For three years, until on or about May 9, 1989, plaintiff and Ship-Rite maintained a relationship wherein plaintiff brokered transportation services for Ship-Rite. On or about that date, plaintiff's President Joseph Padula was informed by defendant Sally Adamo, the traffic manager of Ship-Rite, that Ship-Rite had changed its name to Auto Transport America, Inc. (hereinafter "ATA"). In the course of this conversation, Ms. Adamo also informed plaintiff's President that ATA had been granted a substantial contract with the United States Government to transport the goods and personalty of U.S. servicemen returning home from overseas, and that ATA would like to use plaintiff's transportation brokerage services to arrange for such. Plaintiff was informed that Relocate America (hereinafter "Relocate") would be the division of ATA that would handle this contract, and plaintiff, believing that this organization was merely a name change from Ship-Rite with whom it had been dealing for three years, agreed to act as transportation broker for ATA/Relocate. Compl. P 21, 23-26.

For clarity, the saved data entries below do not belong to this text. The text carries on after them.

//! Timing Resolution
//!
//! Resolves every element's start time and duration in one topological pass.
//!
//! Edges run from an element to what it needs first: a `relative` element
//! needs its anchor, a `fill_gap` element needs the next element on its
//! track. Nodes are processed with Kahn's algorithm (an explicit queue, no
//! recursion), so reference cycles surface as nodes that never become ready.

use std::collections::{HashMap, VecDeque};

use super::coords::relative_start;
use super::models::{ElementDuration, ElementTiming, Template, TemplateElement};
use crate::core::{CoreError, CoreResult, ElementId, TimeSec};

/// Resolved timing of one element
#[derive(Clone, Copy, Debug, PartialEq)]
pub struct ResolvedTiming {
    pub start_time: TimeSec,
    pub duration: TimeSec,
    /// Start time is a stand-in for `dynamic` timing
    pub provisional: bool,
}

impl ResolvedTiming {
    pub fn end_time(&self) -> TimeSec {
        self.start_time + self.duration
    }
}

/// Resolved timings keyed by template element id
#[derive(Clone, Debug, Default)]
pub struct ResolvedTimings {
    timings: HashMap<ElementId, ResolvedTiming>,
}

impl ResolvedTimings {
    pub fn get(&self, element_id: &str) -> Option<&ResolvedTiming> {
        self.timings.get(element_id)
    }

    pub fn len(&self) -> usize {
        self.timings.len()
    }

    pub fn is_empty(&self) -> bool {
        self.timings.is_empty()
    }

    /// Latest end time over all elements
    pub fn timeline_end(&self) -> TimeSec {
        self.timings
            .values()
            .map(ResolvedTiming::end_time)
            .fold(0.0, f64::max)
    }
}

struct Node<'a> {
    element: &'a TemplateElement,
    /// Next element on the same track, for `fill_gap`
    next: Option<usize>,
}

/// Resolves start times and durations for every element of a template.
///
/// `duration_of` supplies durations for `fixed`, `content` and `match_audio`
/// elements; `fill_gap` durations are computed here. A trailing `fill_gap`
/// runs to `timeline_duration`, or when that is unset, to the latest end
/// among the elements resolved before it.
pub fn resolve_timings<F>(
    template: &Template,
    timeline_duration: Option<TimeSec>,
    mut duration_of: F,
) -> CoreResult<ResolvedTimings>
where
    F: FnMut(&TemplateElement) -> CoreResult<TimeSec>,
{
    let mut nodes: Vec<Node<'_>> = Vec::with_capacity(template.element_count());
    for track in &template.tracks {
        let first = nodes.len();
        let count = track.elements.len();
        for (i, element) in track.elements.iter().enumerate() {
            nodes.push(Node {
                element,
                next: (i + 1 < count).then_some(first + i + 1),
            });
        }
    }

    let mut index_of: HashMap<&str, usize> = HashMap::with_capacity(nodes.len());
    for (i, node) in nodes.iter().enumerate() {
        if index_of.insert(node.element.id.as_str(), i).is_some() {
            return Err(CoreError::UnresolvedTimingReference {
                element_id: node.element.id.clone(),
                reason: "duplicate element id".to_string(),
            });
        }
    }

    // Edges: dependency -> dependents
    let mut dependents: Vec<Vec<usize>> = vec![Vec::new(); nodes.len()];
    let mut pending: Vec<usize> = vec![0; nodes.len()];
    for (i, node) in nodes.iter().enumerate() {
        if let Some(anchor) = node.element.timing.anchor_id() {
            let Some(&dep) = index_of.get(anchor) else {
                return Err(CoreError::UnresolvedTimingReference {
                    element_id: node.element.id.clone(),
                    reason: format!("relativeTo references unknown element '{}'", anchor),
                });
            };
            dependents[dep].push(i);
            pending[i] += 1;
        }
        if let (ElementDuration::FillGap { .. }, Some(next)) = (&node.element.duration, node.next) {
            dependents[next].push(i);
            pending[i] += 1;
        }
    }

    let is_trailing_gap = |node: &Node<'_>| {
        timeline_duration.is_none()
            && node.next.is_none()
            && matches!(node.element.duration, ElementDuration::FillGap { .. })
    };

    let mut ready: VecDeque<usize> = VecDeque::new();
    let mut deferred: VecDeque<usize> = VecDeque::new();
    for (i, node) in nodes.iter().enumerate() {
        if pending[i] == 0 {
            if is_trailing_gap(node) {
                deferred.push_back(i);
            } else {
                ready.push_back(i);
            }
        }
    }

    let mut resolved: Vec<Option<ResolvedTiming>> = vec![None; nodes.len()];
    let mut latest_end: TimeSec = 0.0;

    loop {
        let Some(i) = ready.pop_front().or_else(|| deferred.pop_front()) else {
            break;
        };
        let node = &nodes[i];
        let element = node.element;

        let (start_time, provisional) = match &element.timing {
            ElementTiming::Absolute { start_time } => (*start_time, false),
            ElementTiming::Relative { offset, anchor, .. } => {
                let anchor_timing = element
                    .timing
                    .anchor_id()
                    .and_then(|id| index_of.get(id))
                    .and_then(|&dep| resolved[dep])
                    .ok_or_else(|| unresolved(element, "anchor was not resolved"))?;
                (
                    relative_start(
                        anchor_timing.start_time,
                        anchor_timing.duration,
                        *anchor,
                        *offset,
                    ),
                    false,
                )
            }
            ElementTiming::Dynamic { .. } => (0.0, true),
        };

        let duration = match &element.duration {
            ElementDuration::FillGap { max_duration } => {
                let gap_end = match node.next {
                    Some(next) => resolved[next]
                        .map(|t| t.start_time)
                        .ok_or_else(|| unresolved(element, "next element was not resolved"))?,
                    None => timeline_duration.unwrap_or(latest_end),
                };
                let gap = (gap_end - start_time).max(0.0);
                max_duration.map_or(gap, |max| gap.min(max))
            }
            _ => duration_of(element)?,
        };

        let timing = ResolvedTiming {
            start_time,
            duration,
            provisional,
        };
        latest_end = latest_end.max(timing.end_time());
        resolved[i] = Some(timing);

        for &dependent in &dependents[i] {
            pending[dependent] -= 1;
            if pending[dependent] == 0 {
                if is_trailing_gap(&nodes[dependent]) {
                    deferred.push_back(dependent);
                } else {
                    ready.push_back(dependent);
                }
            }
        }
    }

    let mut timings = HashMap::with_capacity(nodes.len());
    for (node, timing) in nodes.iter().zip(resolved) {
        match timing {
            Some(timing) => {
                timings.insert(node.element.id.clone(), timing);
            }
            None => {
                return Err(unresolved(
                    node.element,
                    "circular timing dependency",
                ))
            }
        }
    }
    Ok(ResolvedTimings { timings })
}

fn unresolved(element: &TemplateElement, reason: &str) -> CoreError {
    CoreError::UnresolvedTimingReference {
        element_id: element.id.clone(),
        reason: reason.to_string(),
    }
}

/// Durations known without any inputs: `fixed` values and recorded hints
pub fn hinted_duration(element: &TemplateElement) -> TimeSec {
    match &element.duration {
        ElementDuration::Fixed { value } => *value,
        ElementDuration::Content { max_duration, hint } => {
            let d = hint.unwrap_or(0.0);
            max_duration.map_or(d, |max| d.min(max))
        }
        ElementDuration::MatchAudio { hint, .. } => hint.unwrap_or(0.0),
        ElementDuration::FillGap { .. } => 0.0,
    }
}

Starting soon thereafter, plaintiff did provide these services. Yet sometime in mid-1989, plaintiff began to experience payment problems with ATA. In repeated telephone conversations from June, 1989 through October, 1990, defendants Adamo and Betty Hockenjos, Controller of Ship-Rite and ATA, continually promised that ATA would make full payments to plaintiff. Compl. PP 27-29. As alleged, on the basis of such representations, plaintiff continued to provide services to ATA/Relocate. Compl. P 33.
In July, 1990, plaintiff's President Mr. Padula contacted defendant Alan Gould regarding the monies due, having been advised and believing Gould to be the President and owner of ATA. Padula was informed that Ship-Rite had lost one of its contracts with the United States and money from ATA was needed to restore Ship-Rite to that contract. Gould also requested Padula that plaintiff continue to provide services to ATA and that the account would be paid in full by October, 1990. Plaintiff acquiesced. In October, 1990, Gould promised that the account would be paid in full by March, 1991. Sometime between October, 1990 and March, 1991, ATA ceased doing business without notice to plaintiff. Compl. PP 31-36.

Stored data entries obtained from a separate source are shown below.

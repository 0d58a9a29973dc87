//! Automation Rule Models
//!
//! Rules are stored inside templates, so operators and action types are kept
//! as open string enums: unknown names survive a load/save round trip and are
//! only rejected (operators) or ignored (actions) when a rule runs.

use serde::{Deserialize, Serialize};

use crate::core::{new_id, ElementId, RuleId};

/// Comparison operator of a rule condition
#[derive(Clone, Debug, PartialEq, Eq, Serialize, Deserialize)]
#[serde(from = "String", into = "String")]
pub enum ConditionOperator {
    Equals,
    NotEquals,
    GreaterThan,
    LessThan,
    Contains,
    /// Operator name this library does not understand
    Other(String),
}

impl From<String> for ConditionOperator {
    fn from(value: String) -> Self {
        match normalize_name(&value).as_str() {
            "equals" => ConditionOperator::Equals,
            "not_equals" => ConditionOperator::NotEquals,
            "greater_than" => ConditionOperator::GreaterThan,
            "less_than" => ConditionOperator::LessThan,
            "contains" => ConditionOperator::Contains,
            _ => ConditionOperator::Other(value),
        }
    }
}

impl From<ConditionOperator> for String {
    fn from(value: ConditionOperator) -> Self {
        match value {
            ConditionOperator::Equals => "equals".to_string(),
            ConditionOperator::NotEquals => "not_equals".to_string(),
            ConditionOperator::GreaterThan => "greater_than".to_string(),
            ConditionOperator::LessThan => "less_than".to_string(),
            ConditionOperator::Contains => "contains".to_string(),
            ConditionOperator::Other(name) => name,
        }
    }
}

impl ConditionOperator {
    pub fn is_known(&self) -> bool {
        !matches!(self, ConditionOperator::Other(_))
    }
}

/// Action kind of a rule action
#[derive(Clone, Debug, PartialEq, Eq, Serialize, Deserialize)]
#[serde(from = "String", into = "String")]
pub enum RuleActionType {
    /// Write one text style property (`target` = property name)
    SetStyle,
    /// Replace the text of a text element
    SetText,
    /// Show or hide the element
    SetHidden,
    /// Set the start time (settles dynamic timing)
    SetStartTime,
    /// Set the duration
    SetDuration,
    /// Action name this library does not execute
    Other(String),
}

impl From<String> for RuleActionType {
    fn from(value: String) -> Self {
        match normalize_name(&value).as_str() {
            "set_style" => RuleActionType::SetStyle,
            "set_text" => RuleActionType::SetText,
            "set_hidden" => RuleActionType::SetHidden,
            "set_start_time" => RuleActionType::SetStartTime,
            "set_duration" => RuleActionType::SetDuration,
            _ => RuleActionType::Other(value),
        }
    }
}

impl From<RuleActionType> for String {
    fn from(value: RuleActionType) -> Self {
        match value {
            RuleActionType::SetStyle => "set_style".to_string(),
            RuleActionType::SetText => "set_text".to_string(),
            RuleActionType::SetHidden => "set_hidden".to_string(),
            RuleActionType::SetStartTime => "set_start_time".to_string(),
            RuleActionType::SetDuration => "set_duration".to_string(),
            RuleActionType::Other(name) => name,
        }
    }
}

impl std::fmt::Display for RuleActionType {
    fn fmt(&self, f: &mut std::fmt::Formatter<'_>) -> std::fmt::Result {
        f.write_str(&String::from(self.clone()))
    }
}

/// Accepts "not equals", "not-equals", "notEquals" and "not_equals" alike
fn normalize_name(name: &str) -> String {
    let mut out = String::with_capacity(name.len() + 4);
    let mut prev: Option<char> = None;
    for c in name.trim().chars() {
        if c == ' ' || c == '-' {
            out.push('_');
        } else if c.is_ascii_uppercase() {
            // Split camelCase only; all-caps words stay whole
            if prev.is_some_and(|p| p.is_ascii_lowercase() || p.is_ascii_digit()) {
                out.push('_');
            }
            out.push(c.to_ascii_lowercase());
        } else {
            out.push(c);
        }
        prev = Some(c);
    }
    out
}

/// A single condition: `field <operator> value`
#[derive(Clone, Debug, PartialEq, Serialize, Deserialize)]
#[serde(rename_all = "camelCase")]
pub struct RuleCondition {
    /// Dotted path into the element, e.g. `textContent.length`
    pub field: String,
    pub operator: ConditionOperator,
    #[serde(default)]
    pub value: serde_json::Value,
}

impl RuleCondition {
    pub fn new(
        field: impl Into<String>,
        operator: ConditionOperator,
        value: impl Into<serde_json::Value>,
    ) -> Self {
        Self {
            field: field.into(),
            operator,
            value: value.into(),
        }
    }
}

/// A single action executed on matching elements
#[derive(Clone, Debug, PartialEq, Serialize, Deserialize)]
#[serde(rename_all = "camelCase")]
pub struct RuleAction {
    #[serde(rename = "type")]
    pub action_type: RuleActionType,
    #[serde(default, skip_serializing_if = "Option::is_none")]
    pub target: Option<String>,
    #[serde(default, skip_serializing_if = "Option::is_none")]
    pub value: Option<serde_json::Value>,
}

impl RuleAction {
    pub fn set_style(property: impl Into<String>, value: impl Into<serde_json::Value>) -> Self {
        Self {
            action_type: RuleActionType::SetStyle,
            target: Some(property.into()),
            value: Some(value.into()),
        }
    }

    pub fn new(action_type: RuleActionType, value: impl Into<serde_json::Value>) -> Self {
        Self {
            action_type,
            target: None,
            value: Some(value.into()),
        }
    }
}

/// Conditional mutation applied per generated element
#[derive(Clone, Debug, PartialEq, Serialize, Deserialize)]
#[serde(rename_all = "camelCase")]
pub struct AutomationRule {
    pub id: RuleId,
    pub name: String,
    #[serde(default = "default_enabled")]
    pub enabled: bool,
    #[serde(default, skip_serializing_if = "Option::is_none")]
    pub description: Option<String>,
    /// AND-combined
    #[serde(default)]
    pub conditions: Vec<RuleCondition>,
    #[serde(default)]
    pub actions: Vec<RuleAction>,
}

fn default_enabled() -> bool {
    true
}

impl AutomationRule {
    pub fn new(name: impl Into<String>) -> Self {
        Self {
            id: new_id(),
            name: name.into(),
            enabled: true,
            description: None,
            conditions: Vec::new(),
            actions: Vec::new(),
        }
    }

    pub fn with_condition(mut self, condition: RuleCondition) -> Self {
        self.conditions.push(condition);
        self
    }

    pub fn with_action(mut self, action: RuleAction) -> Self {
        self.actions.push(action);
        self
    }

    pub fn disabled(mut self) -> Self {
        self.enabled = false;
        self
    }

    /// Operators this rule uses that are not understood
    pub fn unknown_operators(&self) -> impl Iterator<Item = &str> {
        self.conditions.iter().filter_map(|c| match &c.operator {
            ConditionOperator::Other(name) => Some(name.as_str()),
            _ => None,
        })
    }
}

/// Record of one action applied to one element
#[derive(Clone, Debug, PartialEq, Serialize, Deserialize)]
#[serde(rename_all = "camelCase")]
pub struct RuleEffect {
    pub rule_id: RuleId,
    pub rule_name: String,
    pub element_id: ElementId,
    pub action: RuleActionType,
    #[serde(default, skip_serializing_if = "Option::is_none")]
    pub target: Option<String>,
}

#[cfg(test)]
mod tests {
    use super::*;

    #[test]
    fn test_operator_spellings() {
        for name in ["not equals", "not_equals", "notEquals", "NOT-EQUALS"] {
            assert_eq!(
                ConditionOperator::from(name.to_string()),
                ConditionOperator::NotEquals,
                "{name}"
            );
        }
        assert_eq!(
            ConditionOperator::from("greater than".to_string()),
            ConditionOperator::GreaterThan
        );
    }

    #[test]
    fn test_all_caps_names() {
        assert_eq!(ConditionOperator::from("EQUALS".to_string()), ConditionOperator::Equals);
        assert_eq!(ConditionOperator::from("CONTAINS".to_string()), ConditionOperator::Contains);
        assert_eq!(
            ConditionOperator::from("GREATER_THAN".to_string()),
            ConditionOperator::GreaterThan
        );
        assert_eq!(RuleActionType::from("SET_STYLE".to_string()), RuleActionType::SetStyle);
        assert_eq!(RuleActionType::from("setStartTime".to_string()), RuleActionType::SetStartTime);
    }

    #[test]
    fn test_unknown_operator_survives_round_trip() {
        let condition: RuleCondition = serde_json::from_str(
            r#"{"field":"duration","operator":"between","value":[1,2]}"#,
        )
        .unwrap();
        assert_eq!(
            condition.operator,
            ConditionOperator::Other("between".to_string())
        );
        let json = serde_json::to_value(&condition).unwrap();
        assert_eq!(json["operator"], "between");
    }

    #[test]
    fn test_rule_enabled_by_default() {
        let rule: AutomationRule = serde_json::from_str(
            r#"{"id":"r1","name":"Shrink long titles","actions":[{"type":"set_style","target":"fontSize","value":32}]}"#,
        )
        .unwrap();
        assert!(rule.enabled);
        assert_eq!(rule.actions[0].action_type, RuleActionType::SetStyle);
    }
}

As it turned out, sometime in 1988, unbeknownst to plaintiff, the U.S. started to investigate Ship-Rite for overcharging. Compl. P 41. In June, 1989, the U.S. Government suspended Ship-Rite from doing any further business with the U.S. (Compl. P 55), and a qui tam action was filed against Ship-Rite and Alan Gould in August, 1990. Compl. P 47, Exhibit "B." Subsequently, on September 21, 1990, Alan Gould was indicted on 33 counts of false claims. Compl. P 97, Exh. "H." Thereafter, on October 5, 1990, the U.S. suspended Alan and Lola Gould and refused to do business with ATA, having discovered that Alan Gould operated the business. Compl. P 98, Exh. "I." Plaintiff was never paid the $ 104,836.91 owed for services provided and brought an action resulting in a default judgment against ATA in the amount of $ 108,152.91. Compl. PP 37, 100-101.

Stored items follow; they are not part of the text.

//! Template Extractor
//!
//! Turns a concrete editing project into a reusable template: media becomes
//! placeholders, pixel positions become percentages, track roles are inferred
//! and timings are rewritten relative to earlier elements where they line up.

use std::collections::HashMap;

use serde::{Deserialize, Serialize};
use tracing::{debug, info};

use super::coords::{anchor_time, to_percent_position};
use super::models::{
    CanvasSettings, ElementContent, ElementDuration, ElementTiming, Template, TemplateElement,
    TemplateTrack, TimingAnchor, TrackRole, TrackType,
};
use super::placeholders::{PlaceholderDefinition, PlaceholderInput, PlaceholderType};
use super::styles::{CaptionAnimation, CaptionStyleDefinition};
use crate::core::project::{MediaFile, MediaKind, SourceElement, SourceElementKind, SourceProject, SourceTrack};
use crate::core::{CoreError, CoreResult, ElementId, MediaId, PlaceholderId, TimeSec, TrackId};

/// Media whose length differs from the element by less than this counts as
/// playing in full
const FULL_SOURCE_TOLERANCE: TimeSec = 1e-3;

/// Audio quieter than this is treated as background music
const BACKGROUND_VOLUME: f32 = 0.5;

// =============================================================================
// Options
// =============================================================================

/// Extraction settings
#[derive(Clone, Debug, PartialEq, Serialize, Deserialize)]
#[serde(default, rename_all = "camelCase")]
pub struct ExtractOptions {
    /// Template name (defaults to the project name)
    pub template_name: Option<String>,
    /// Guess track roles from content; otherwise map track types directly
    pub infer_track_roles: bool,
    /// Roles forced per source track id
    pub role_overrides: HashMap<TrackId, TrackRole>,
    /// Elements sharing a media file share one placeholder
    pub deduplicate_media: bool,
    /// Source media becomes the placeholder default value
    pub include_default_values: bool,
    /// Every text element becomes a text placeholder
    pub promote_text_to_placeholders: bool,
    /// One caption style per caption track
    pub extract_caption_styles: bool,
    /// Rewrite aligned start times as relative timings
    pub detect_relative_timing: bool,
    /// Maximum distance (seconds) for an alignment to count
    pub relative_timing_tolerance: TimeSec,
    /// Untrimmed media playing in full gets a content duration
    pub use_content_durations: bool,
}
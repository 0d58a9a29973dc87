//! Batch Job Models

use std::collections::{BTreeMap, HashMap};

use chrono::{DateTime, Utc};
use serde::{Deserialize, Serialize};

use crate::core::{new_id, TemplateId};

/// Tabular input for a batch job
#[derive(Clone, Debug, Default, PartialEq, Serialize, Deserialize)]
#[serde(rename_all = "camelCase")]
pub struct BatchDataSource {
    /// Column names in source order
    #[serde(default)]
    pub columns: Vec<String>,
    /// One map per row: column name → cell value
    #[serde(default)]
    pub data: Vec<HashMap<String, String>>,
    /// Placeholder name (or id) → column name
    #[serde(default)]
    pub mappings: BTreeMap<String, String>,
}

impl BatchDataSource {
    pub fn new<I, S>(columns: I) -> Self
    where
        I: IntoIterator<Item = S>,
        S: Into<String>,
    {
        Self {
            columns: columns.into_iter().map(Into::into).collect(),
            ..Default::default()
        }
    }

    /// Appends a row given as values in column order
    pub fn with_row<I, S>(mut self, values: I) -> Self
    where
        I: IntoIterator<Item = S>,
        S: Into<String>,
    {
        let row = self
            .columns
            .iter()
            .cloned()
            .zip(values.into_iter().map(Into::into))
            .collect();
        self.data.push(row);
        self
    }

    pub fn with_mapping(mut self, placeholder: impl Into<String>, column: impl Into<String>) -> Self {
        self.mappings.insert(placeholder.into(), column.into());
        self
    }
}

/// How rows are turned into projects
#[derive(Clone, Copy, Debug, Default, PartialEq, Eq, Serialize, Deserialize)]
#[serde(rename_all = "snake_case")]
pub enum BatchMode {
    /// Text and media substitution with hinted durations, no collaborators
    #[default]
    Quick,
    /// Typed inputs per row through the full interpreter
    Full,
}

/// Batch job status
#[derive(Clone, Copy, Debug, Default, PartialEq, Eq, Serialize, Deserialize)]
#[serde(rename_all = "snake_case")]
pub enum BatchJobStatus {
    #[default]
    Pending,
    Running,
    Completed,
    CompletedWithErrors,
    Cancelled,
}

impl BatchJobStatus {
    pub fn is_finished(&self) -> bool {
        matches!(
            self,
            BatchJobStatus::Completed
                | BatchJobStatus::CompletedWithErrors
                | BatchJobStatus::Cancelled
        )
    }
}

/// A batch generation job
#[derive(Clone, Debug, PartialEq, Serialize, Deserialize)]
#[serde(rename_all = "camelCase")]
pub struct BatchJob {
    pub id: String,
    pub name: String,
    pub template_id: TemplateId,
    pub data_source: BatchDataSource,
    /// `{index}` is the 1-based row number, `{column}` a row value
    #[serde(default)]
    pub naming_pattern: String,
    #[serde(default)]
    pub mode: BatchMode,
    #[serde(default)]
    pub status: BatchJobStatus,
    #[serde(default)]
    pub processed_rows: usize,
    #[serde(default)]
    pub failed_rows: usize,
    pub created_at: DateTime<Utc>,
    #[serde(default, skip_serializing_if = "Option::is_none")]
    pub completed_at: Option<DateTime<Utc>>,
}

impl BatchJob {
    pub fn new(
        name: impl Into<String>,
        template_id: impl Into<String>,
        data_source: BatchDataSource,
    ) -> Self {
        Self {
            id: new_id(),
            name: name.into(),
            template_id: template_id.into(),
            data_source,
            naming_pattern: String::new(),
            mode: BatchMode::Quick,
            status: BatchJobStatus::Pending,
            processed_rows: 0,
            failed_rows: 0,
            created_at: Utc::now(),
            completed_at: None,
        }
    }

    pub fn with_naming_pattern(mut self, pattern: impl Into<String>) -> Self {
        self.naming_pattern = pattern.into();
        self
    }

    pub fn with_mode(mut self, mode: BatchMode) -> Self {
        self.mode = mode;
        self
    }

    pub fn total_rows(&self) -> usize {
        self.data_source.data.len()
    }

    /// Fraction of rows processed (0.0 - 1.0)
    pub fn progress(&self) -> f32 {
        match self.total_rows() {
            0 => 1.0,
            total => self.processed_rows as f32 / total as f32,
        }
    }
}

Plaintiff's Amended Complaint alleges that the defendants perpetrated an elaborate web of six separate schemes to defraud both the United States and the plaintiff. It enumerates four claims against them relating to the schemes. The first scheme involves Ship-Rite's attempt to defraud the United States and alleges that in 1988, the U.S. entered into a contract with Ship-Rite to transport goods under a set rate, or "tender." According to plaintiff, defendants deleted a reference on the bills of lading to the tender for that particular contract and replaced it with another Ship-Rite tender, which was three times more expensive, thus resulting in a charge to the Government which was three times higher than the initial contract price. According to plaintiff, defendant Gould knew this to be illegal and could potentially prohibit him from partaking in any future contracts with the Government, so he became an informant. Upon further investigation, on August 23, 1990, a civil qui tam action
was filed against him and Ship-Rite before Judge Mishler and soon thereafter, Gould became the subject of an Indictment for fraudulent billing on September 21, 1990. Compl. PP 41-47, 97; Exh. "B."
Thirdly, defendants schemed to defraud plaintiff by not revealing that as of June 21, 1989, Ship-Rite was suspended from business as a result of its shady business practices and suspended from all future business dealings with the United States. Compl. P 55.
Fourthly, ATA fraudulently obtained contracts with the Government. It duped the United States into thinking it was a company wholly separate from Ship-Rite by filing false affidavits indicating, among other assertions, that Lola Gould was the dominant player in the company. For example, plaintiff alleges that a Guaranteed Traffic Carrier Qualification Statement (hereinafter "GTCQS"), filed to obtain qualified freight motor carrier authority, contained false statements to the extent it claimed that Lola Gould had forty-one years of experience in the transportation industry when in fact she had none, and that no other entity would assist in the fulfillment of the contract. It also failed to disclose Alan Gould's involvement in the company. Compl. PP 56-60; Exh. "C."
Conversely, this fraud was thrust upon plaintiff and others in a different light when defendants asserted that the shift to ATA was merely a name change from Ship-Rite. Plaintiff alleges that all efforts were made to insure that third parties, such as plaintiff, believed that Ship-Rite and ATA/Relocate were effectively the same company so that they would continue business dealings with them, while the same defendants took great strides to convince the Government of just the opposite: that ATA and Ship-Rite were two distinct and separate companies, so that the Government would award contracts to ATA/Relocate. Compl. PP 62-66.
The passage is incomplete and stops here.